(Data entries)
⟨
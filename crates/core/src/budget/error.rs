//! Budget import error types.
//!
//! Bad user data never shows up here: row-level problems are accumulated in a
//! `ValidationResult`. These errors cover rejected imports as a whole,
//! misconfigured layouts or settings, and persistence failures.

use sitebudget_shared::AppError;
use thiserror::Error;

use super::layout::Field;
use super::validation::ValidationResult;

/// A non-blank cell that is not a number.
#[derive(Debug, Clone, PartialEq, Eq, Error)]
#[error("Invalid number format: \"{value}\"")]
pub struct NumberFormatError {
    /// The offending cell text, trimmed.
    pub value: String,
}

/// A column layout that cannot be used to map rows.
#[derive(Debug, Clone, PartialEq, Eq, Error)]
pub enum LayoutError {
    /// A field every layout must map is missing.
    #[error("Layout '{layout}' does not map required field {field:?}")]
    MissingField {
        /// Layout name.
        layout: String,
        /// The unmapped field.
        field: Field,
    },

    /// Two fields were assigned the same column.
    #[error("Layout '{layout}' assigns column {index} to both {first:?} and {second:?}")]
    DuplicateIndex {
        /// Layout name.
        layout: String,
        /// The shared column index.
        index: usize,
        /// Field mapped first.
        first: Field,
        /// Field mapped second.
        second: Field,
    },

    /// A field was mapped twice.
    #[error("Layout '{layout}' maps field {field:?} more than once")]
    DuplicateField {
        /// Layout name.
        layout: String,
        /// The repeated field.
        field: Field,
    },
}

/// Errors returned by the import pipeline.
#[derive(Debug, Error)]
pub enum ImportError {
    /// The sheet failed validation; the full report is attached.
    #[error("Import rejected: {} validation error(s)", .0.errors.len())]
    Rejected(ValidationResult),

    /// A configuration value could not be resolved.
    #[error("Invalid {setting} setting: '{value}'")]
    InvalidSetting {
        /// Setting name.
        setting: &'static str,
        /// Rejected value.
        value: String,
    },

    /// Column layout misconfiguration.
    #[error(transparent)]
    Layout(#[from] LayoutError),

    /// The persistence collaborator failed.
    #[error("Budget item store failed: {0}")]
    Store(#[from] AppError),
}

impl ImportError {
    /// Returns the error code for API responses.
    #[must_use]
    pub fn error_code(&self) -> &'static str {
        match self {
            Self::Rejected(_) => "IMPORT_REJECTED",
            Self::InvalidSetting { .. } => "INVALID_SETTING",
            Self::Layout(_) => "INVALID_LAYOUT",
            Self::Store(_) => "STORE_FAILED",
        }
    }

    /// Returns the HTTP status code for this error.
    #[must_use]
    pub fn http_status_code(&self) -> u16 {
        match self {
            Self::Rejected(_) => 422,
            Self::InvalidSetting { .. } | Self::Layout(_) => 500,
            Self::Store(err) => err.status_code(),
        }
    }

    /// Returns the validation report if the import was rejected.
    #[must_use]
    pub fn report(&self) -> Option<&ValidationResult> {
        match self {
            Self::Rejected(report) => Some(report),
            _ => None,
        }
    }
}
⟩
** What to produce **
The answer should contain only the lines from the first line of the entries through the line holding "use super::validation::ValidationResult;", each exactly as written.

** Response to the task **
filename crates/core/src/budget/error.rs
//! Budget import error types.
//!
//! Bad user data never shows up here: row-level problems are accumulated in a
//! `ValidationResult`. These errors cover rejected imports as a whole,
//! misconfigured layouts or settings, and persistence failures.

use sitebudget_shared::AppError;
use thiserror::Error;

use super::layout::Field;
use super::validation::ValidationResult;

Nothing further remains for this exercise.